Comcast Xfinity data breach: 26.5 million user personal information leaked

2 min read

Recently, Ryan Stevenson, a security researcher reveals that Comcast Xfinity inadvertently exposed home addresses and social security numbers of more than 26.5 million users. Two previously unreported vulnerabilities were found on the online customer portal affiliated with the nation’s second-largest Internet service provider, this makes it easy for even hackers who don’t have much expertise to access this sensitive information.

After BuzzFeed News reported the findings to Comcast, the company fixed the vulnerability; spokesperson David McGuire tells BuzzFeed News: “We quickly investigated these issues and within hours we blocked both vulnerabilities, eliminating the ability to conduct the actions described by these researchers. We take our customers’ security very seriously, and we have no reason to believe these vulnerabilities were ever used against Comcast customers outside of the research described in this report.”

According to Stevenson, one of the vulnerabilities could be exploited by accessing the “in-home authentication.” Through this page, users can pay their bills without logging in with their username and password. The Comcast Xfinity portal authenticates users by asking questions, it lists four home address options, and the user needs to choose the right option.

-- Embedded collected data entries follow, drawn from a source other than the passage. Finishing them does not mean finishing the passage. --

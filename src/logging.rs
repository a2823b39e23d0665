//! File logging. The terminal belongs to the UI, so log lines go to a file
//! in the data directory.

use std::fs;
use std::io;
use std::path::Path;
use tracing_appender::non_blocking::WorkerGuard;
use tracing_subscriber::EnvFilter;

/// Install the global subscriber writing to `log_path`.
///
/// `RUST_LOG` takes precedence over `default_level`. Keep the returned guard
/// alive for the lifetime of the program so buffered lines are written out.
pub fn init(log_path: &Path, default_level: &str) -> io::Result<WorkerGuard> {
    let dir = log_path
        .parent()
        .filter(|p| !p.as_os_str().is_empty())
        .unwrap_or_else(|| Path::new("."));
    fs::create_dir_all(dir)?;
    let file_name = log_path
        .file_name()
        .ok_or_else(|| io::Error::new(io::ErrorKind::InvalidInput, "log path has no file name"))?;

    let (writer, guard) = tracing_appender::non_blocking(tracing_appender::rolling::never(dir, file_name));

    let filter = EnvFilter::try_from_default_env()
        .or_else(|_| EnvFilter::try_new(default_level))
        .unwrap_or_else(|_| EnvFilter::new("info"));

    if tracing_subscriber::fmt()
        .with_env_filter(filter)
        .with_writer(writer)
        .with_ansi(false)
        .try_init()
        .is_err()
    {
        // a subscriber is already installed, e.g. by a test harness
        tracing::debug!("global subscriber already set");
    }

    Ok(guard)
}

After learning about this vulnerability, Comcast disabled this authentication method. Now, users need to enter their personal information to complete the authentication manually.

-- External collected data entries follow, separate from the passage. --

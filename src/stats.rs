use crate::error::{Result, TrainerError};
use crate::layout::{self, KEY_COUNT, ROWS, SPACE_WIDTH};
use itertools::Itertools;
use std::fs;
use std::io::ErrorKind;
use std::path::Path;

/// Result of attributing a mistake to a key
#[derive(Debug, Clone, Copy, PartialEq, Eq)]
pub enum KeyRecord {
    Recorded,
    /// The symbol is outside the tracked layout; nothing was counted
    UnknownKeyIgnored,
}

/// Cumulative wrong-press counters, one per tracked key, in layout order
#[derive(Debug, Clone, PartialEq, Eq)]
pub struct KeyStatistics {
    counts: Vec<u32>,
}

impl Default for KeyStatistics {
    fn default() -> Self {
        Self {
            counts: vec![0; KEY_COUNT],
        }
    }
}

impl KeyStatistics {
    /// Load counters from a file holding one integer per line.
    ///
    /// The number of lines must equal the flattened layout size. Trailing
    /// blank lines are tolerated; anything else malformed is corruption.
    pub fn load<P: AsRef<Path>>(path: P) -> Result<Self> {
        let path = path.as_ref();
        let content = fs::read_to_string(path).map_err(|e| TrainerError::io(path, e))?;
        Self::parse(path, &content)
    }

    /// Like [`KeyStatistics::load`], but a missing file yields zeroed
    /// counters. When `zero_fill_corrupt` is set, a corrupt file is replaced
    /// by zeroed counters as well, with a warning.
    pub fn load_or_default<P: AsRef<Path>>(path: P, zero_fill_corrupt: bool) -> Result<Self> {
        let path = path.as_ref();
        match Self::load(path) {
            Ok(stats) => Ok(stats),
            Err(TrainerError::Io { source, .. }) if source.kind() == ErrorKind::NotFound => {
                tracing::info!(path = %path.display(), "no key statistics yet, starting from zero");
                Ok(Self::default())
            }
            Err(err @ TrainerError::CorruptStatistics { .. }) if zero_fill_corrupt => {
                tracing::warn!(%err, "zero-filling corrupt key statistics");
                Ok(Self::default())
            }
            Err(err) => Err(err),
        }
    }

    fn parse(path: &Path, content: &str) -> Result<Self> {
        let counts = content
            .trim_end()
            .lines()
            .enumerate()
            .map(|(idx, line)| {
                line.trim().parse::<u32>().map_err(|_| {
                    TrainerError::corrupt_statistics(
                        path,
                        format!("line {}: {:?} is not a non-negative integer", idx + 1, line),
                    )
                })
            })
            .collect::<Result<Vec<u32>>>()?;

        if counts.len() != KEY_COUNT {
            return Err(TrainerError::corrupt_statistics(
                path,
                format!("expected {} counters, found {}", KEY_COUNT, counts.len()),
            ));
        }

        Ok(Self { counts })
    }

    /// Count a wrong press against `symbol`, upper-cased to match the layout
    pub fn record_wrong(&mut self, symbol: char) -> KeyRecord {
        match layout::slot(symbol) {
            Some(idx) => {
                self.counts[idx] = self.counts[idx].saturating_add(1);
                KeyRecord::Recorded
            }
            None => KeyRecord::UnknownKeyIgnored,
        }
    }

    pub fn wrong_count(&self, symbol: char) -> Option<u32> {
        layout::slot(symbol).map(|idx| self.counts[idx])
    }

    pub fn total_wrong(&self) -> u64 {
        self.counts.iter().map(|&c| c as u64).sum()
    }

    /// Counters paired with their keys, in layout order
    pub fn snapshot(&self) -> Vec<(char, u32)> {
        layout::keys().zip(self.counts.iter().copied()).collect()
    }

    /// Rectangular matrix for heatmap rendering, see [`layout::heatmap_matrix`]
    pub fn heatmap(&self) -> Vec<Vec<u32>> {
        layout::heatmap_matrix(ROWS, |key| self.wrong_count(key).unwrap_or(0), SPACE_WIDTH)
    }

    /// Overwrite `path` with the current counters, one per line.
    ///
    /// The data is written to a sibling file first and renamed into place.
    pub fn flush<P: AsRef<Path>>(&self, path: P) -> Result<()> {
        let path = path.as_ref();
        if let Some(parent) = path.parent().filter(|p| !p.as_os_str().is_empty()) {
            fs::create_dir_all(parent).map_err(|e| TrainerError::io(parent, e))?;
        }

        let mut data = self.counts.iter().join("\n");
        data.push('\n');

        let tmp = path.with_extension("tmp");
        fs::write(&tmp, data).map_err(|e| TrainerError::io(&tmp, e))?;
        fs::rename(&tmp, path).map_err(|e| TrainerError::io(path, e))?;

        tracing::debug!(path = %path.display(), total = self.total_wrong(), "flushed key statistics");
        Ok(())
    }
}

Using the second vulnerability discovered by Stevenson, the last four digits of the user’s social security number can be obtained through the registration page of the Comcast Xfinity portal. With a single user’s billing address, hackers can brute force (simply, repeatedly trying a random four-digit combination until the correct combination is guessed) the last four digits of the user’s social security number. Since the registration page does not limit the number of attempts, the hacker can fully automate the program and guess the correct combination of numbers.

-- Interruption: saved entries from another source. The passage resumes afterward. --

pub mod charting;
pub mod heatmap;
pub mod history;
pub mod screen;

use ratatui::{
    layout::{Alignment, Constraint, Direction, Layout},
    style::{Color, Modifier, Style},
    text::{Line, Span},
    widgets::{Axis, Chart, Dataset, GraphType, Paragraph, Wrap},
    Frame,
};
use unicode_width::UnicodeWidthStr;

use crate::app::{App, Screen};
use crate::engine::SessionEngine;
use crate::layout::SPACE;
use crate::time_series::SpeedSample;

const HORIZONTAL_MARGIN: u16 = 5;
const VERTICAL_MARGIN: u16 = 2;

fn bold_style() -> Style {
    Style::default().add_modifier(Modifier::BOLD)
}

fn dim_bold_style() -> Style {
    bold_style().add_modifier(Modifier::DIM)
}

fn italic_style() -> Style {
    Style::default().add_modifier(Modifier::ITALIC)
}

/// Draw whatever screen the app is on
pub fn draw(app: &App, f: &mut Frame) {
    screen::current_screen(app.screen().kind()).render(app, f);
}

pub(crate) fn render_menu(_app: &App, f: &mut Frame) {
    let area = f.area();
    let chunks = Layout::default()
        .direction(Direction::Vertical)
        .horizontal_margin(HORIZONTAL_MARGIN)
        .constraints([
            Constraint::Percentage(35),
            Constraint::Length(2),
            Constraint::Length(5),
            Constraint::Min(0),
        ])
        .split(area);

    let title = Paragraph::new(Span::styled(
        "KeyOut",
        bold_style().fg(Color::Cyan),
    ))
    .alignment(Alignment::Center);
    f.render_widget(title, chunks[1]);

    let options = Paragraph::new(vec![
        Line::from("(enter) start typing"),
        Line::from("(s) session history"),
        Line::from("(n) wrong key heatmap"),
        Line::from("(esc) quit"),
    ])
    .style(italic_style())
    .alignment(Alignment::Center);
    f.render_widget(options, chunks[2]);
}

/// Spans for the passage: typed part, cursor, remaining part
fn passage_spans(engine: &SessionEngine) -> Vec<Span<'static>> {
    let green_bold_style = bold_style().fg(Color::Green);
    let red_bold_style = bold_style().fg(Color::Red);
    let underlined_dim_bold_style = dim_bold_style().add_modifier(Modifier::UNDERLINED);

    let chars: Vec<char> = engine.prompt().chars().collect();
    let cursor = engine.cursor_pos().min(chars.len());

    let mut spans = vec![Span::styled(
        chars[..cursor].iter().collect::<String>(),
        green_bold_style,
    )];

    if let Some(&expected) = chars.get(cursor) {
        if engine.error_at_cursor() {
            let shown = match expected {
                SPACE => "·".to_owned(),
                c => c.to_string(),
            };
            spans.push(Span::styled(shown, red_bold_style));
        } else {
            spans.push(Span::styled(expected.to_string(), underlined_dim_bold_style));
        }

        spans.push(Span::styled(
            chars[cursor + 1..].iter().collect::<String>(),
            dim_bold_style(),
        ));
    }

    spans
}

pub(crate) fn render_typing(app: &App, f: &mut Frame) {
    let Screen::Typing(engine) = app.screen() else {
        return;
    };
    let area = f.area();

    let max_chars_per_line = area.width.saturating_sub(HORIZONTAL_MARGIN * 2).max(1);
    let prompt_width = engine.prompt().width();
    let prompt_occupied_lines = if prompt_width <= max_chars_per_line as usize {
        1
    } else {
        ((prompt_width as f64 / max_chars_per_line as f64).ceil() + 1.0) as u16
    };
    let padding = area.height.saturating_sub(prompt_occupied_lines + 4) / 2;

    let chunks = Layout::default()
        .direction(Direction::Vertical)
        .horizontal_margin(HORIZONTAL_MARGIN)
        .constraints([
            Constraint::Length(padding),
            Constraint::Length(prompt_occupied_lines),
            Constraint::Length(1),
            Constraint::Length(2),
            Constraint::Min(1),
        ])
        .split(area);

    let widget = Paragraph::new(Line::from(passage_spans(engine)))
        .alignment(if prompt_occupied_lines == 1 {
            Alignment::Center
        } else {
            Alignment::Left
        })
        .wrap(Wrap { trim: true });
    f.render_widget(widget, chunks[1]);

    let status = Paragraph::new(vec![
        Line::from(Span::styled(
            format!("Wrong keys: {}", engine.wrong_count()),
            dim_bold_style(),
        )),
        Line::from(Span::styled(
            format!("Speed (chars/sec): {:.2}", engine.speed()),
            dim_bold_style(),
        )),
    ])
    .alignment(Alignment::Center);
    f.render_widget(status, chunks[3]);

    let help = Paragraph::new(Span::styled("(esc) menu / (tab) new text", italic_style()))
        .alignment(Alignment::Center);
    f.render_widget(help, chunks[4]);
}

fn speed_chart<'a>(trace: &[SpeedSample], points: &'a [(f64, f64)]) -> Chart<'a> {
    let (overall_duration, highest_speed) = charting::compute_chart_params(trace);
    let datasets = vec![Dataset::default()
        .marker(ratatui::symbols::Marker::Braille)
        .style(Style::default().fg(Color::Magenta))
        .graph_type(GraphType::Line)
        .data(points)];

    Chart::new(datasets)
        .x_axis(
            Axis::default()
                .title("seconds")
                .bounds([0.0, overall_duration])
                .labels(vec![
                    Span::styled("0", bold_style()),
                    Span::styled(charting::format_label(overall_duration), bold_style()),
                ]),
        )
        .y_axis(
            Axis::default()
                .title("chars/sec")
                .bounds([0.0, highest_speed])
                .labels(vec![
                    Span::styled("0", bold_style()),
                    Span::styled(charting::format_label(highest_speed), bold_style()),
                ]),
        )
}

pub(crate) fn render_round_over(app: &App, f: &mut Frame) {
    let Screen::RoundOver { summary, trace } = app.screen() else {
        return;
    };
    let area = f.area();

    let chunks = Layout::default()
        .direction(Direction::Vertical)
        .horizontal_margin(HORIZONTAL_MARGIN)
        .vertical_margin(VERTICAL_MARGIN)
        .constraints([
            Constraint::Min(1),    // chart
            Constraint::Length(1), // stats
            Constraint::Length(1), // padding
            Constraint::Length(1), // prompt
        ])
        .split(area);

    let points: Vec<(f64, f64)> = trace.iter().copied().map(Into::into).collect();
    f.render_widget(speed_chart(trace, &points), chunks[0]);

    let stats = Paragraph::new(Span::styled(
        format!(
            "{:.3} chars/sec   {} wrong   {:.1}% acc",
            summary.speed, summary.wrong_count, summary.accuracy
        ),
        bold_style(),
    ))
    .alignment(Alignment::Center);
    f.render_widget(stats, chunks[1]);

    let prompt = Paragraph::new(Span::styled("Save statistics? [Y/n]", italic_style()))
        .alignment(Alignment::Center);
    f.render_widget(prompt, chunks[3]);
}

In the United States, social security numbers have become the actual national identification number in recent years and are extremely important to citizens of the country. Because many companies, including credit card companies and Internet service providers, choose to use the last four digits of a social security number to authenticate users by phone or online. The hacker can use the last four digits of the stolen social security number to deceive the customer service of these companies to gain access to the user’s online account, thereby obtaining more personal information about the user.